Gedächtnis: Wie schöne und schlimme Erinnerungen im Gehirn entstehen
Ein einzelner Neurotransmitter bestimmt offenbar entscheidend mit, ob das Gehirn eine Erfahrung als positiv oder als negativ abspeichert. Das berichtet ein Team um die Neurowissenschaftlerin Kay Tye vom Salk Institute for Biological Sciences im kalifornischen La Jolla nun im Fachmagazin »Nature«.
Die Bildung von Gedächtnisinhalten ist ein komplexer Prozess im Gehirn, an dem unter anderen der Hippocampus, aber auch verschiedene Regionen der Großhirnrinde beteiligt sind. Bereits 2016 entdeckten Tye und ihre Kollegen zudem in Versuchen mit Mäusen, dass offenbar bestimmte Nervenzellen in der basolateralen Amygdala, die eine wichtige Rolle bei der Verarbeitung von Emotionen spielt, dabei helfen, Erinnerungen eine positive oder negative Wertigkeit zu verleihen. So wurde die eine Neuronenpopulation stets dann aktiv, wenn die Nager schöne Erfahrungen machten, während eine andere Gruppe immer dann zu feuern begann, wenn die Tiere negative Zusammenhänge lernten, etwa, sich von einer bitter schmeckenden Flüssigkeit mit einer bestimmten Farbe lieber fernzuhalten.
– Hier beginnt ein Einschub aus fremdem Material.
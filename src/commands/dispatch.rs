//! Command dispatch logic for rubric
use std::env;
use std::path::{Path, PathBuf};
use std::time::Instant;

use rubric_core::config::{RubricConfig, CONFIG_FILE};
use rubric_core::error::Result;
use rubric_core::trace_time;

use crate::cli::{Cli, Commands};
use crate::commands;

pub fn run(cli: &Cli, start: Instant) -> Result<()> {
    let root = cli
        .root
        .clone()
        .unwrap_or_else(|| env::current_dir().unwrap_or_else(|_| PathBuf::from(".")));

    trace_time!(start, "resolve_root");

    match &cli.command {
        Commands::Extract { file, dialect } => commands::extract::execute(cli, file, *dialect),

        Commands::Update { assignment, repo } => {
            let config = load_config(cli, &root)?;
            commands::update::execute(cli, &root, &config, assignment, repo.as_deref())
        }

        Commands::Show { assignment } => {
            let config = load_config(cli, &root)?;
            commands::show::execute(cli, &root, &config, assignment)
        }

        Commands::List => {
            let config = load_config(cli, &root)?;
            commands::list::execute(cli, &root, &config)
        }
    }
}

/// An explicit `--config` must exist; the default location may be absent
fn load_config(cli: &Cli, root: &Path) -> Result<RubricConfig> {
    match &cli.config {
        Some(path) => RubricConfig::load(path),
        None => RubricConfig::load_or_default(&root.join(CONFIG_FILE)),
    }
}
Doch was bestimmt darüber, welcher Satz von Nervenzellen letztlich angeknipst wird? In ihren jüngsten Versuchen konnte die Gruppe um Tye das Neuropeptid Neurotensin als Verantwortlichen ausmachen: Gentechnisch veränderten Mäuse, deren Zellen Neurotensin nicht mehr ausschütten konnten, gelang es nicht mehr, Erinnerungen an positive Erfahrungen abzuspeichern. An Negatives erinnerten sie sich dafür umso besser, wie Verhaltensexperimente zeigten. Ein hoher Neurotensinspiegel förderte hingegen umgekehrt das Belohnungslernen.
Schlechtes brennt sich automatisch ins Gedächtnis ein
Tye deutet die Ergebnisse ihrer Arbeit als Hinweis darauf, dass das Gehirn im Grundzustand sozusagen auf Schwarzmalerei gepolt ist: Erinnerungen erhalten demnach automatisch eine negative Konnotation. Erst wenn Neurotensin ins Spiel kommt, können sie stattdessen mit Positivem assoziiert werden.
Evolutionär betrachtet ergebe das Sinn, weil es dabei helfe, potenziell gefährliche Situationen zu vermeiden, erklärt die Neurowissenschaftlerin. Andererseits könnte dieser Mechanismus bei Menschen aber auch die Entstehung von psychischen Erkrankungen begünstigen, bei denen negative Erinnerungen und Erfahrungen im Vordergrund stehen, wie Angststörungen, Depressionen oder Traumafolgestörungen. Im nächsten Schritt wollen die Forscherinnen und Forscher deshalb herausfinden, wie es bei Personen mit solchen Krankheiten um das Neurotensin im Gehirn bestellt ist. Lässt es sich womöglich sogar therapeutisch nutzen? Zudem gilt es zu ergründen, welche Signalwege dazu führen, dass der Neurotransmitter freigesetzt wird.